| WHAT TO DO |
Reproduce the entries below in full and without error.

| RECORD EXCERPTS |
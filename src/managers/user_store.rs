//! User Store for WiFi QR.
//!
//! Implements `UserStoreTrait`: account persistence backed by SQLite.
//! Deleting a user cascades to their credentials through the foreign key.

use rusqlite::types::Type;
use rusqlite::{params, Connection, ErrorCode, OptionalExtension};

use crate::types::errors::UserError;
use crate::types::user::{Role, User};

/// Trait defining user persistence operations.
pub trait UserStoreTrait {
    fn insert(&self, user: &User) -> Result<(), UserError>;
    fn find_by_id(&self, id: &str) -> Result<Option<User>, UserError>;
    fn find_by_email(&self, email: &str) -> Result<Option<User>, UserError>;
    /// All users, newest first.
    fn list_all(&self) -> Result<Vec<User>, UserError>;
    fn count(&self) -> Result<i64, UserError>;
    fn set_role(&self, id: &str, role: Role, updated_at: i64) -> Result<bool, UserError>;
    /// Removes a user and, via cascade, their credentials.
    fn delete(&self, id: &str) -> Result<bool, UserError>;
}

const USER_COLUMNS: &str = "id, email, password_hash, role, created_at, updated_at";

/// User store backed by a SQLite connection.
pub struct UserStore<'a> {
    conn: &'a Connection,
}

impl<'a> UserStore<'a> {
    pub fn new(conn: &'a Connection) -> Self {
        Self { conn }
    }

    fn row_to_user(row: &rusqlite::Row) -> rusqlite::Result<User> {
        let role: String = row.get(3)?;
        Ok(User {
            id: row.get(0)?,
            email: row.get(1)?,
            password_hash: row.get(2)?,
            role: role.parse::<Role>().map_err(|e| {
                rusqlite::Error::FromSqlConversionFailure(3, Type::Text, e.into())
            })?,
            created_at: row.get(4)?,
            updated_at: row.get(5)?,
        })
    }

    fn db_err(e: rusqlite::Error) -> UserError {
        UserError::DatabaseError(e.to_string())
    }
}

impl<'a> UserStoreTrait for UserStore<'a> {
    fn insert(&self, user: &User) -> Result<(), UserError> {
        self.conn
            .execute(
                "INSERT INTO users (id, email, password_hash, role, created_at, updated_at) VALUES (?1, ?2, ?3, ?4, ?5, ?6)",
                params![
                    user.id,
                    user.email,
                    user.password_hash,
                    user.role.as_str(),
                    user.created_at,
                    user.updated_at,
                ],
            )
            .map_err(|e| match e {
                // Only the email index is UNIQUE; primary key, NOT NULL and
                // CHECK failures carry other extended codes.
                rusqlite::Error::SqliteFailure(ref err, _)
                    if err.code == ErrorCode::ConstraintViolation
                        && err.extended_code == rusqlite::ffi::SQLITE_CONSTRAINT_UNIQUE =>
                {
                    UserError::EmailTaken(user.email.clone())
                }
                other => Self::db_err(other),
            })?;
        Ok(())
    }

    fn find_by_id(&self, id: &str) -> Result<Option<User>, UserError> {
        self.conn
            .query_row(
                &format!("SELECT {} FROM users WHERE id = ?1", USER_COLUMNS),
                params![id],
                Self::row_to_user,
            )
            .optional()
            .map_err(Self::db_err)
    }

    fn find_by_email(&self, email: &str) -> Result<Option<User>, UserError> {
        self.conn
            .query_row(
                &format!("SELECT {} FROM users WHERE email = ?1", USER_COLUMNS),
                params![email],
                Self::row_to_user,
            )
            .optional()
            .map_err(Self::db_err)
    }

    fn list_all(&self) -> Result<Vec<User>, UserError> {
        let mut stmt = self
            .conn
            .prepare(&format!(
                "SELECT {} FROM users ORDER BY created_at DESC, rowid DESC",
                USER_COLUMNS
            ))
            .map_err(Self::db_err)?;

        let rows = stmt.query_map([], Self::row_to_user).map_err(Self::db_err)?;

        let mut users = Vec::new();
        for row in rows {
            users.push(row.map_err(Self::db_err)?);
        }
        Ok(users)
    }

    fn count(&self) -> Result<i64, UserError> {
        self.conn
            .query_row("SELECT COUNT(*) FROM users", [], |row| row.get(0))
            .map_err(Self::db_err)
    }

    fn set_role(&self, id: &str, role: Role, updated_at: i64) -> Result<bool, UserError> {
        let affected = self
            .conn
            .execute(
                "UPDATE users SET role = ?1, updated_at = ?2 WHERE id = ?3",
                params![role.as_str(), updated_at, id],
            )
            .map_err(Self::db_err)?;
        Ok(affected > 0)
    }

    fn delete(&self, id: &str) -> Result<bool, UserError> {
        let affected = self
            .conn
            .execute("DELETE FROM users WHERE id = ?1", params![id])
            .map_err(Self::db_err)?;
        Ok(affected > 0)
    }
}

| ANSWER TO THIS EXERCISE |
filename src/managers/user_store.rs
//! User Store for WiFi QR.
//!
//! Implements `UserStoreTrait`: account persistence backed by SQLite.
//! Deleting a user cascades to their credentials through the foreign key.

use rusqlite::types::Type;
use rusqlite::{params, Connection, ErrorCode, OptionalExtension};

use crate::types::errors::UserError;
use crate::types::user::{Role, User};

/// Trait defining user persistence operations.
pub trait UserStoreTrait {
    fn insert(&self, user: &User) -> Result<(), UserError>;
    fn find_by_id(&self, id: &str) -> Result<Option<User>, UserError>;
    fn find_by_email(&self, email: &str) -> Result<Option<User>, UserError>;
    /// All users, newest first.
    fn list_all(&self) -> Result<Vec<User>, UserError>;
    fn count(&self) -> Result<i64, UserError>;
    fn set_role(&self, id: &str, role: Role, updated_at: i64) -> Result<bool, UserError>;
    /// Removes a user and, via cascade, their credentials.
    fn delete(&self, id: &str) -> Result<bool, UserError>;
}

const USER_COLUMNS: &str = "id, email, password_hash, role, created_at, updated_at";

/// User store backed by a SQLite connection.
pub struct UserStore<'a> {
    conn: &'a Connection,
}

impl<'a> UserStore<'a> {
    pub fn new(conn: &'a Connection) -> Self {
        Self { conn }
    }

    fn row_to_user(row: &rusqlite::Row) -> rusqlite::Result<User> {
        let role: String = row.get(3)?;
        Ok(User {
            id: row.get(0)?,
            email: row.get(1)?,
            password_hash: row.get(2)?,
            role: role.parse::<Role>().map_err(|e| {
                rusqlite::Error::FromSqlConversionFailure(3, Type::Text, e.into())
            })?,
            created_at: row.get(4)?,
            updated_at: row.get(5)?,
        })
    }

    fn db_err(e: rusqlite::Error) -> UserError {
        UserError::DatabaseError(e.to_string())
    }
}

impl<'a> UserStoreTrait for UserStore<'a> {
    fn insert(&self, user: &User) -> Result<(), UserError> {
        self.conn
            .execute(
                "INSERT INTO users (id, email, password_hash, role, created_at, updated_at) VALUES (?1, ?2, ?3, ?4, ?5, ?6)",
                params![
                    user.id,
                    user.email,
                    user.password_hash,
                    user.role.as_str(),
                    user.created_at,
                    user.updated_at,
                ],
            )
            .map_err(|e| match e {
                // Only the email index is UNIQUE; primary key, NOT NULL and
                // CHECK failures carry other extended codes.
                rusqlite::Error::SqliteFailure(ref err, _)
                    if err.code == ErrorCode::ConstraintViolation
                        && err.extended_code == rusqlite::ffi::SQLITE_CONSTRAINT_UNIQUE =>
                {
                    UserError::EmailTaken(user.email.clone())
                }
                other => Self::db_err(other),
            })?;
        Ok(())
    }

    fn find_by_id(&self, id: &str) -> Result<Option<User>, UserError> {
        self.conn
            .query_row(
                &format!("SELECT {} FROM users WHERE id = ?1", USER_COLUMNS),
                params![id],
                Self::row_to_user,
            )
            .optional()
            .map_err(Self::db_err)
    }

    fn find_by_email(&self, email: &str) -> Result<Option<User>, UserError> {
        self.conn
            .query_row(
                &format!("SELECT {} FROM users WHERE email = ?1", USER_COLUMNS),
                params![email],
                Self::row_to_user,
            )
            .optional()
            .map_err(Self::db_err)
    }

    fn list_all(&self) -> Result<Vec<User>, UserError> {
        let mut stmt = self
            .conn
            .prepare(&format!(
                "SELECT {} FROM users ORDER BY created_at DESC, rowid DESC",
                USER_COLUMNS
            ))
            .map_err(Self::db_err)?;

        let rows = stmt.query_map([], Self::row_to_user).map_err(Self::db_err)?;

        let mut users = Vec::new();
        for row in rows {
            users.push(row.map_err(Self::db_err)?);
        }
        Ok(users)
    }

    fn count(&self) -> Result<i64, UserError> {
        self.conn
            .query_row("SELECT COUNT(*) FROM users", [], |row| row.get(0))
            .map_err(Self::db_err)
    }

    fn set_role(&self, id: &str, role: Role, updated_at: i64) -> Result<bool, UserError> {
        let affected = self
            .conn
            .execute(
                "UPDATE users SET role = ?1, updated_at = ?2 WHERE id = ?3",
                params![role.as_str(), updated_at, id],
            )
            .map_err(Self::db_err)?;
        Ok(affected > 0)
    }

    fn delete(&self, id: &str) -> Result<bool, UserError> {
        let affected = self
            .conn
            .execute("DELETE FROM users WHERE id = ?1", params![id])
            .map_err(Self::db_err)?;
        Ok(affected > 0)
    }
}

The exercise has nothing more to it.